Task directions: Give back the entries verbatim.

= Beginning of Section =

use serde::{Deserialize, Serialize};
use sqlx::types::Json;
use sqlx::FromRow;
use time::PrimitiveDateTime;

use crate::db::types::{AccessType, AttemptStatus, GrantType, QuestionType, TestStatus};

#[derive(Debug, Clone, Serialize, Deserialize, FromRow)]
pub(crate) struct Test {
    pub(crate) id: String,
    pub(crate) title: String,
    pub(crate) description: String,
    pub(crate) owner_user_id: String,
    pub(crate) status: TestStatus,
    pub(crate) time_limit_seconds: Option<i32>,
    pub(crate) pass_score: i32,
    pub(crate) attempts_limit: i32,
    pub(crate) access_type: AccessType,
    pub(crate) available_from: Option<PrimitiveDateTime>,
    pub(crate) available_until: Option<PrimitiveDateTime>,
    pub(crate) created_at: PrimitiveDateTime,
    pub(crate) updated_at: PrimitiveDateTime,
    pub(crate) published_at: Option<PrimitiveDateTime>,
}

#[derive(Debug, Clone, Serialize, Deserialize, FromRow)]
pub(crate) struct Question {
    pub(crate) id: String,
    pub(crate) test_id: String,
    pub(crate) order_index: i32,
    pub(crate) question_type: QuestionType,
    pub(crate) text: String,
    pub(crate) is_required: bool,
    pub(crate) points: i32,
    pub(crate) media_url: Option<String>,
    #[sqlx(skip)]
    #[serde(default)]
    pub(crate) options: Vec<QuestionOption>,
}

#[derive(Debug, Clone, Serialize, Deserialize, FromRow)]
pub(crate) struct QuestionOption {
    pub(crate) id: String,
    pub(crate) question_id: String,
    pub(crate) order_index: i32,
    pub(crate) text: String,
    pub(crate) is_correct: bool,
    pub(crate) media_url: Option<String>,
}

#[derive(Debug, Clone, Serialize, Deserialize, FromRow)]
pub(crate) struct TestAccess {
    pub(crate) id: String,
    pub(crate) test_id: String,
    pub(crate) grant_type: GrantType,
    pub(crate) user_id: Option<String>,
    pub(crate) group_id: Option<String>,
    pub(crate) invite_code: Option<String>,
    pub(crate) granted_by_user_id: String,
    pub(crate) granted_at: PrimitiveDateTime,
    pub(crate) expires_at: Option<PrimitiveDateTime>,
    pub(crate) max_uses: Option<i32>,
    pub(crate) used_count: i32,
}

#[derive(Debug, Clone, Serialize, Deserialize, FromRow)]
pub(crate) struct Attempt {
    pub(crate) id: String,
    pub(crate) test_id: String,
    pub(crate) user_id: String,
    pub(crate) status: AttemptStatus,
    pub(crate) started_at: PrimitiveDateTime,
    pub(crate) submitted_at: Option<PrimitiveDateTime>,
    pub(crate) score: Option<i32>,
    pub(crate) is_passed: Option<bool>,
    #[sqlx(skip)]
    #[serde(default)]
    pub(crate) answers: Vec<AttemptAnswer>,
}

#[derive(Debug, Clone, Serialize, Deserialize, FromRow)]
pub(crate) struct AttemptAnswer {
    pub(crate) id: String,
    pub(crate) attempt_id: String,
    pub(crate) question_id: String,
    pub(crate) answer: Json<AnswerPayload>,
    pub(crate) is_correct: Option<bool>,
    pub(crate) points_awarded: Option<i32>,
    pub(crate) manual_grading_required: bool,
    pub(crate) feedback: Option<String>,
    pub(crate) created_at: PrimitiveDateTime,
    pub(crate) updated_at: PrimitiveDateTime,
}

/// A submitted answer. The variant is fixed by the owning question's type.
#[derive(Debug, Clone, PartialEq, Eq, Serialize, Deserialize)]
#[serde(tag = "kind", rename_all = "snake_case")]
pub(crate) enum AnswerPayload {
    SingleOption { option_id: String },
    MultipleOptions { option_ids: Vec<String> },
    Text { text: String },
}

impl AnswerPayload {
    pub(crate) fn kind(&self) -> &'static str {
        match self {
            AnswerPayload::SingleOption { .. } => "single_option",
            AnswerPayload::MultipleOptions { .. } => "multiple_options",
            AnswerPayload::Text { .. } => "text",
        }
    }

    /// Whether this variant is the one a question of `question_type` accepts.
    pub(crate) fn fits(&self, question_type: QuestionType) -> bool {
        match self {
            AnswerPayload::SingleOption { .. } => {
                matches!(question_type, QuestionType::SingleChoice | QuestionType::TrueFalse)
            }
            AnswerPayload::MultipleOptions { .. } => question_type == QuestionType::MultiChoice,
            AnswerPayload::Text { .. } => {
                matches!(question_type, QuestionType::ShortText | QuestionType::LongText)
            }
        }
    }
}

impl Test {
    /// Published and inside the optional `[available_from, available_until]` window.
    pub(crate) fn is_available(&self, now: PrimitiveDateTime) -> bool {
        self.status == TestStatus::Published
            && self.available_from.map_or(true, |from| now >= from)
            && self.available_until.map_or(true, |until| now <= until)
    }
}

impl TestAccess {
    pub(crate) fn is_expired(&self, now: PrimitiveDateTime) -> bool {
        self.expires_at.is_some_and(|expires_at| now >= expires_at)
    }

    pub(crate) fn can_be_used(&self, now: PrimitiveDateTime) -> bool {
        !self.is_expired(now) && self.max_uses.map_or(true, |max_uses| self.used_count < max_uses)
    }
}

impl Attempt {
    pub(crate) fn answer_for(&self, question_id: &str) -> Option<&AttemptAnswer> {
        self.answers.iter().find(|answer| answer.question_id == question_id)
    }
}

= End of Section =

Written solution:
use serde::{Deserialize, Serialize};
use sqlx::types::Json;
use sqlx::FromRow;
use time::PrimitiveDateTime;

use crate::db::types::{AccessType, AttemptStatus, GrantType, QuestionType, TestStatus};

#[derive(Debug, Clone, Serialize, Deserialize, FromRow)]
pub(crate) struct Test {
    pub(crate) id: String,
    pub(crate) title: String,
    pub(crate) description: String,
    pub(crate) owner_user_id: String,
    pub(crate) status: TestStatus,
    pub(crate) time_limit_seconds: Option<i32>,
    pub(crate) pass_score: i32,
    pub(crate) attempts_limit: i32,
    pub(crate) access_type: AccessType,
    pub(crate) available_from: Option<PrimitiveDateTime>,
    pub(crate) available_until: Option<PrimitiveDateTime>,
    pub(crate) created_at: PrimitiveDateTime,
    pub(crate) updated_at: PrimitiveDateTime,
    pub(crate) published_at: Option<PrimitiveDateTime>,
}

#[derive(Debug, Clone, Serialize, Deserialize, FromRow)]
pub(crate) struct Question {
    pub(crate) id: String,
    pub(crate) test_id: String,
    pub(crate) order_index: i32,
    pub(crate) question_type: QuestionType,
    pub(crate) text: String,
    pub(crate) is_required: bool,
    pub(crate) points: i32,
    pub(crate) media_url: Option<String>,
    #[sqlx(skip)]
    #[serde(default)]
    pub(crate) options: Vec<QuestionOption>,
}

#[derive(Debug, Clone, Serialize, Deserialize, FromRow)]
pub(crate) struct QuestionOption {
    pub(crate) id: String,
    pub(crate) question_id: String,
    pub(crate) order_index: i32,
    pub(crate) text: String,
    pub(crate) is_correct: bool,
    pub(crate) media_url: Option<String>,
}

#[derive(Debug, Clone, Serialize, Deserialize, FromRow)]
pub(crate) struct TestAccess {
    pub(crate) id: String,
    pub(crate) test_id: String,
    pub(crate) grant_type: GrantType,
    pub(crate) user_id: Option<String>,
    pub(crate) group_id: Option<String>,
    pub(crate) invite_code: Option<String>,
    pub(crate) granted_by_user_id: String,
    pub(crate) granted_at: PrimitiveDateTime,
    pub(crate) expires_at: Option<PrimitiveDateTime>,
    pub(crate) max_uses: Option<i32>,
    pub(crate) used_count: i32,
}

#[derive(Debug, Clone, Serialize, Deserialize, FromRow)]
pub(crate) struct Attempt {
    pub(crate) id: String,
    pub(crate) test_id: String,
    pub(crate) user_id: String,
    pub(crate) status: AttemptStatus,
    pub(crate) started_at: PrimitiveDateTime,
    pub(crate) submitted_at: Option<PrimitiveDateTime>,
    pub(crate) score: Option<i32>,
    pub(crate) is_passed: Option<bool>,
    #[sqlx(skip)]
    #[serde(default)]
    pub(crate) answers: Vec<AttemptAnswer>,
}

#[derive(Debug, Clone, Serialize, Deserialize, FromRow)]
pub(crate) struct AttemptAnswer {
    pub(crate) id: String,
    pub(crate) attempt_id: String,
    pub(crate) question_id: String,
    pub(crate) answer: Json<AnswerPayload>,
    pub(crate) is_correct: Option<bool>,
    pub(crate) points_awarded: Option<i32>,
    pub(crate) manual_grading_required: bool,
    pub(crate) feedback: Option<String>,
    pub(crate) created_at: PrimitiveDateTime,
    pub(crate) updated_at: PrimitiveDateTime,
}

/// A submitted answer. The variant is fixed by the owning question's type.
#[derive(Debug, Clone, PartialEq, Eq, Serialize, Deserialize)]
#[serde(tag = "kind", rename_all = "snake_case")]
pub(crate) enum AnswerPayload {
    SingleOption { option_id: String },
    MultipleOptions { option_ids: Vec<String> },
    Text { text: String },
}

impl AnswerPayload {
    pub(crate) fn kind(&self) -> &'static str {
        match self {
            AnswerPayload::SingleOption { .. } => "single_option",
            AnswerPayload::MultipleOptions { .. } => "multiple_options",
            AnswerPayload::Text { .. } => "text",
        }
    }

    /// Whether this variant is the one a question of `question_type` accepts.
    pub(crate) fn fits(&self, question_type: QuestionType) -> bool {
        match self {
            AnswerPayload::SingleOption { .. } => {
                matches!(question_type, QuestionType::SingleChoice | QuestionType::TrueFalse)
            }
            AnswerPayload::MultipleOptions { .. } => question_type == QuestionType::MultiChoice,
            AnswerPayload::Text { .. } => {
                matches!(question_type, QuestionType::ShortText | QuestionType::LongText)
            }
        }
    }
}

impl Test {
    /// Published and inside the optional `[available_from, available_until]` window.
    pub(crate) fn is_available(&self, now: PrimitiveDateTime) -> bool {
        self.status == TestStatus::Published
            && self.available_from.map_or(true, |from| now >= from)
            && self.available_until.map_or(true, |until| now <= until)
    }
}

impl TestAccess {
    pub(crate) fn is_expired(&self, now: PrimitiveDateTime) -> bool {
        self.expires_at.is_some_and(|expires_at| now >= expires_at)
    }

    pub(crate) fn can_be_used(&self, now: PrimitiveDateTime) -> bool {
        !self.is_expired(now) && self.max_uses.map_or(true, |max_uses| self.used_count < max_uses)
    }
}

impl Attempt {
    pub(crate) fn answer_for(&self, question_id: &str) -> Option<&AttemptAnswer> {
        self.answers.iter().find(|answer| answer.question_id == question_id)
    }
}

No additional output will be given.